Independent access to Inbox API endpoint

I80286 · December 6, 2019, 12:52am

Hello Dynalist Team.

Currently API token allows holder to do any read/write actions over all documents.
If this token get stolen all the data will be compromised.
That is the reason why I don’t even want to generate it.

But still I need to have integrations with applications like twitter/telegram/rediit etc. So when I click on like, upvote, get an email, etc and send it to my inbox. I can create a bot (with AWS lambda) or use zapier (or other tools like this) and react on this events.

Having a way to push only to inbox without need to potential exposing all data will be very good feature.

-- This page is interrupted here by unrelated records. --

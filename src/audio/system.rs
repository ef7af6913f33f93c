//! Audio system: output voice playback plus microphone capture.

use cpal::traits::{DeviceTrait, HostTrait, StreamTrait};
use cpal::{FromSample, SizedSample};
use log::{error, info, warn};

use super::capture::start_microphone;
use super::signal::SignalHandle;
use super::synthesis::Voice;
use crate::error::{EngineError, Result};
use crate::params::{AudioConfig, VoiceSource};

/// The two streams the engine analyses. Either may be missing.
#[derive(Debug, Clone, Default)]
pub struct AudioSignals {
    pub input: Option<SignalHandle>,
    pub output: Option<SignalHandle>,
}

/// Audio system owning the cpal streams behind both signals
pub struct AudioSystem {
    signals: AudioSignals,

    /// Audio streams (kept alive)
    _output_stream: cpal::Stream,
    _input_stream: Option<cpal::Stream>,
}

impl AudioSystem {
    /// Start voice playback and, if configured, microphone capture
    pub fn new(config: &AudioConfig) -> Result<Self> {
        let host = cpal::default_host();
        let device = host
            .default_output_device()
            .ok_or_else(|| EngineError::AudioDevice("No audio output device found".to_string()))?;

        let supported = device
            .default_output_config()
            .map_err(|e| EngineError::AudioDevice(format!("Failed to get audio config: {}", e)))?;

        info!(
            "Audio: {} @ {}Hz",
            device.name().unwrap_or_else(|_| "Unknown".to_string()),
            supported.sample_rate().0
        );

        let voice = match &config.voice {
            VoiceSource::Synth => Voice::synth(supported.sample_rate().0)?,
            VoiceSource::Clip(path) => Voice::clip(path, supported.sample_rate().0)?,
        };

        let output = SignalHandle::new(supported.sample_rate().0, config.ring_capacity);
        let stream_config: cpal::StreamConfig = supported.config();

        let output_stream = match supported.sample_format() {
            cpal::SampleFormat::F32 => {
                build_output::<f32>(&device, &stream_config, voice, output.clone())
            }
            cpal::SampleFormat::I16 => {
                build_output::<i16>(&device, &stream_config, voice, output.clone())
            }
            cpal::SampleFormat::U16 => {
                build_output::<u16>(&device, &stream_config, voice, output.clone())
            }
            other => Err(EngineError::AudioDevice(format!(
                "Unsupported output sample format {:?}",
                other
            ))),
        }?;

        output_stream
            .play()
            .map_err(|e| EngineError::AudioDevice(format!("Failed to start audio stream: {}", e)))?;

        // A missing microphone only silences the input stream
        let (input, input_stream) = if config.capture_microphone {
            match start_microphone(config.ring_capacity) {
                Ok((signal, stream)) => (Some(signal), Some(stream)),
                Err(e) => {
                    warn!("Microphone unavailable, input stream will be silent: {}", e);
                    (None, None)
                }
            }
        } else {
            (None, None)
        };

        Ok(Self {
            signals: AudioSignals {
                input,
                output: Some(output),
            },
            _output_stream: output_stream,
            _input_stream: input_stream,
        })
    }

    /// Handles for the analysers
    pub fn signals(&self) -> AudioSignals {
        self.signals.clone()
    }
}

fn build_output<T>(
    device: &cpal::Device,
    config: &cpal::StreamConfig,
    mut voice: Voice,
    signal: SignalHandle,
) -> Result<cpal::Stream>
where
    T: SizedSample + FromSample<f32>,
{
    let channels = config.channels.max(1) as usize;
    let error_signal = signal.clone();
    let mut tap = Vec::<f32>::new();

    device
        .build_output_stream(
            config,
            move |data: &mut [T], _: &cpal::OutputCallbackInfo| {
                tap.clear();
                for frame in data.chunks_mut(channels) {
                    let sample = voice.next_sample();
                    for slot in frame.iter_mut() {
                        *slot = T::from_sample(sample);
                    }
                    tap.push(sample); // Accumulate for analysis
                }
                signal.push_samples(&tap);
            },
            move |err| {
                error!("Audio stream error: {}", err);
                if matches!(err, cpal::StreamError::DeviceNotAvailable) {
                    error_signal.close();
                }
            },
            None,
        )
        .map_err(|e| EngineError::AudioDevice(format!("Failed to build audio stream: {}", e)))
}
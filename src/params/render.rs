//! Window and post-processing configuration.

/// Unreal-style bloom parameters
#[derive(Debug, Clone)]
pub struct BloomConfig {
    /// Overall glow multiplier
    pub strength: f32,

    /// Blend between tight and wide mip weighting (0..1)
    pub radius: f32,

    /// Luminance below which pixels do not glow
    pub threshold: f32,

    /// Soft knee above the threshold
    pub smooth_width: f32,

    /// Blur kernel radius per mip level (one entry per level)
    pub kernel_radii: Vec<u32>,

    /// Base weight per mip level (same length as kernel_radii)
    pub mip_factors: Vec<f32>,
}

impl Default for BloomConfig {
    fn default() -> Self {
        Self {
            strength: 5.0,
            radius: 0.5,
            threshold: 0.0,
            smooth_width: 0.01,
            kernel_radii: vec![3, 5, 7, 9, 11],
            mip_factors: vec![1.0, 0.8, 0.6, 0.4, 0.2],
        }
    }
}

impl BloomConfig {
    pub fn levels(&self) -> usize {
        self.kernel_radii.len()
    }

    /// Final weight of one mip level in the composite
    pub fn mip_weight(&self, level: usize) -> f32 {
        let factor = self.mip_factors[level];
        let lerped = factor + (1.2 - factor - factor) * self.radius;
        self.strength * lerped
    }

    pub fn validate(&self) -> Result<(), String> {
        if self.kernel_radii.is_empty() {
            return Err("Bloom needs at least one mip level".to_string());
        }
        if self.kernel_radii.len() != self.mip_factors.len() {
            return Err(format!(
                "Bloom has {} kernel radii but {} mip factors",
                self.kernel_radii.len(),
                self.mip_factors.len()
            ));
        }
        if self.strength < 0.0 {
            return Err(format!("Bloom strength must be >= 0, got {}", self.strength));
        }
        Ok(())
    }
}

/// Rendering configuration
#[derive(Debug, Clone)]
pub struct RenderConfig {
    /// Initial window width (logical pixels)
    pub window_width: u32,

    /// Initial window height (logical pixels)
    pub window_height: u32,

    pub bloom: BloomConfig,
}

impl Default for RenderConfig {
    fn default() -> Self {
        Self {
            window_width: 1280,
            window_height: 720,
            bloom: BloomConfig::default(),
        }
    }
}

#[cfg(test)]
mod tests {
    use super::*;

    #[test]
    fn test_mip_weight_at_half_radius() {
        let bloom = BloomConfig::default();
        // lerp(f, 1.2 - f, 0.5) = 0.6 for every level
        for level in 0..bloom.levels() {
            assert!((bloom.mip_weight(level) - 5.0 * 0.6).abs() < 1e-5);
        }
    }

    #[test]
    fn test_mip_weight_at_zero_radius_uses_factor() {
        let bloom = BloomConfig {
            radius: 0.0,
            strength: 1.0,
            ..Default::default()
        };
        assert!((bloom.mip_weight(0) - 1.0).abs() < 1e-6);
        assert!((bloom.mip_weight(4) - 0.2).abs() < 1e-6);
    }

    #[test]
    fn test_mismatched_levels_rejected() {
        let bloom = BloomConfig {
            mip_factors: vec![1.0],
            ..Default::default()
        };
        assert!(bloom.validate().is_err());
    }
}
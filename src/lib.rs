//! Vibeorb library - audio-reactive orb rendering

pub mod animation;
pub mod audio;
pub mod cli;
pub mod engine;
pub mod error;
pub mod params;
pub mod pipeline;
pub mod rendering;
pub mod scene;
pub mod viewport;
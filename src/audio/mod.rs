//! Audio signals and spectrum analysis.
//!
//! Two live streams (microphone input and spoken/synthesized output) are
//! exposed as [`SignalHandle`]s; an [`Analyser`] turns either one into a
//! fixed-length byte spectrum once per frame.

mod analyser;
mod capture;
mod signal;
pub mod spectrum;
mod synthesis;
mod system;

// Re-export public types
pub use analyser::{Analyser, FrequencySnapshot};
pub use signal::SignalHandle;
pub use synthesis::{Voice, GLICOL_VOICE};
pub use system::{AudioSignals, AudioSystem};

I can add two suggestions how it can be implemented currently:

Add Additional API token on /developer that allow only push to inbox
Add “webhook” path for inbox which you can turn on/off from settings
- For example POST https://dynalist.io/inbox/<random-user-related-regeneratable-token>

Erica · December 4, 2019, 10:33pm

Moved to Developers as it’s not a Dynalist product feature request. @Shida

Shida · December 5, 2019, 7:39pm

That sounds like a reasonable request. I think we’ll need some time to internally discuss implementation details first. Can’t promise anything yet due to prioritization but I can put this on our tracker for now.

Erica · December 5, 2019, 11:24pm

Can I add a “tracked” tag to this post then?

I80286 · May 14, 2020, 11:42pm

@Shida We got email to inbox some time ago.
Is that something that can be reused for this feature? (Look like it’s same behaviour but through different protocol)